What are they thinking ...    when someone calls and tells you to withdraw all your life savings  and send it to an overseas account  ...  and be sure not to tell anyone about it ..   Don't red flags go off??   
I don't understand it.

And even more ridiculous  ... the FBI asking for gift cards!


----------



## Pepper (Jan 30, 2020)

Some people are so stupid I'm amazed they managed to make it through life, work, raise kids, etc.


----------



## StarSong (Jan 30, 2020)

Pepper said:


> Some people are so stupid I'm amazed they managed to make it through life, work, raise kids, etc.



With advanced age many lose some ability to discern scams.  
What sounds ludicrous to a 60 year old can seem quite plausible to that same person at 85.  Doesn't mean they were stupid in younger years.


----------



## Pepper (Jan 30, 2020)

ok, @StarSong, that is a good excuse.


----------



## JustBonee (Jan 30, 2020)

StarSong said:


> With advanced age many lose some ability to discern scams.
> What sounds ludicrous to a 60 year old can seem quite plausible to that same person at 85.  Doesn't mean they were stupid in younger years.

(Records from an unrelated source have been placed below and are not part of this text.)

//! Booking API Handlers

use axum::{
    Extension, Json,
    extract::{Multipart, Path, Query, State},
};
use serde::Serialize;
use shared::error::{AppError, ErrorCode};
use shared::models::{
    Booking, BookingCreate, BookingDetail, BookingQuery, BookingStats, BookingSummary,
    BookingUpdate, ExtendBookingRequest, Payment, PaymentMethod, PaymentType,
};
use shared::util::today;
use validator::Validate;

use crate::api::{ApiResult, ok, ok_with_message};
use crate::auth::CurrentUser;
use crate::services::booking as service;
use crate::state::AppState;
use crate::uploads::MultipartForm;

/// GET /api/bookings - the caller's bookings
pub async fn list_mine(
    State(state): State<AppState>,
    Extension(user): Extension<CurrentUser>,
) -> ApiResult<Vec<BookingDetail>> {
    ok(service::list_user_bookings(state.pool(), user.id).await?)
}

/// POST /api/bookings
pub async fn create(
    State(state): State<AppState>,
    Extension(user): Extension<CurrentUser>,
    Json(payload): Json<BookingCreate>,
) -> ApiResult<Booking> {
    payload.validate().map_err(AppError::from)?;
    let booking = service::create_booking(state.pool(), &user, &payload, today()).await?;
    ok_with_message("Booking created", booking)
}

#[derive(Serialize)]
pub struct BookingWithPayment {
    pub booking: Booking,
    pub payment: Payment,
}

fn parse_field<T: std::str::FromStr>(form: &MultipartForm, name: &str) -> Result<T, AppError> {
    form.require_field(name)?
        .trim()
        .parse()
        .map_err(|_| AppError::with_message(ErrorCode::InvalidFormat, format!("{name} is invalid")))
}

/// POST /api/bookings/with-proof (multipart)
///
/// Fields: `room_id`, `start_date`, `duration_months`, `payment_type`
/// (`full` | `dp`), optional `method` and `notes`, plus the proof image.
pub async fn create_with_proof(
    State(state): State<AppState>,
    Extension(user): Extension<CurrentUser>,
    multipart: Multipart,
) -> ApiResult<BookingWithPayment> {
    let mut form = MultipartForm::read(multipart).await?;

    let payload = BookingCreate {
        room_id: parse_field(&form, "room_id")?,
        start_date: form.require_field("start_date")?.to_string(),
        duration_months: parse_field(&form, "duration_months")?,
        notes: form.field("notes").map(str::to_string),
    };
    payload.validate().map_err(AppError::from)?;

    let payment_type: PaymentType = form
        .require_field("payment_type")?
        .parse()
        .map_err(|_| AppError::new(ErrorCode::InvalidPaymentType))?;
    let method = match form.field("method") {
        Some(raw) => raw
            .parse::<PaymentMethod>()
            .map_err(|_| AppError::with_message(ErrorCode::InvalidFormat, "method is invalid"))?,
        None => PaymentMethod::Manual,
    };
    let proof = form.take_file()?;

    let (booking, payment) =
        service::create_booking_with_proof(&state, &user, &payload, payment_type, method, &proof, today())
            .await?;
    ok_with_message("Booking created", BookingWithPayment { booking, payment })
}

/// GET /api/bookings/{id}
pub async fn get_by_id(
    State(state): State<AppState>,
    Extension(user): Extension<CurrentUser>,
    Path(id): Path<i64>,
) -> ApiResult<BookingDetail> {
    ok(service::get_booking(state.pool(), &user, id).await?)
}

/// POST /api/bookings/{id}/cancel
pub async fn cancel(
    State(state): State<AppState>,
    Extension(user): Extension<CurrentUser>,
    Path(id): Path<i64>,
) -> ApiResult<Booking> {
    ok_with_message("Booking cancelled", service::cancel_booking(&state, &user, id).await?)
}

/// POST /api/bookings/{id}/extend
pub async fn extend(
    State(state): State<AppState>,
    Extension(user): Extension<CurrentUser>,
    Path(id): Path<i64>,
    Json(payload): Json<ExtendBookingRequest>,
) -> ApiResult<Payment> {
    let payment = service::extend_booking(&state, &user, id, payload.months, today()).await?;
    ok_with_message("Extension payment created", payment)
}

/// GET /api/bookings/all?status=&user_id=
pub async fn list_all(
    State(state): State<AppState>,
    Query(query): Query<BookingQuery>,
) -> ApiResult<Vec<BookingSummary>> {
    ok(service::list_bookings(state.pool(), query.status, query.user_id).await?)
}

/// GET /api/bookings/stats
pub async fn stats(State(state): State<AppState>) -> ApiResult<BookingStats> {
    ok(service::booking_stats(state.pool()).await?)
}

/// PUT /api/bookings/{id}
pub async fn update(
    State(state): State<AppState>,
    Path(id): Path<i64>,
    Json(payload): Json<BookingUpdate>,
) -> ApiResult<Booking> {
    ok(service::update_booking(state.pool(), id, &payload).await?)
}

I heard of a local woman some years back (in her 80's),    who was loosing her ability to understand the function of money (cash)  ..  she started flushing money down the toilet when no one was around.  It took a while for anyone to catch on..


----------



## Kaila (Jan 30, 2020)

At one time, if a message left on your machine, seemed like a wrong number,
and that the message was intended for someone else, instead of yourself, 
and that it might be an important message for them,

then, it did seem decent and considerate, to call the phone number given by the caller, in order to tell the caller they had not reached the intended person with their message.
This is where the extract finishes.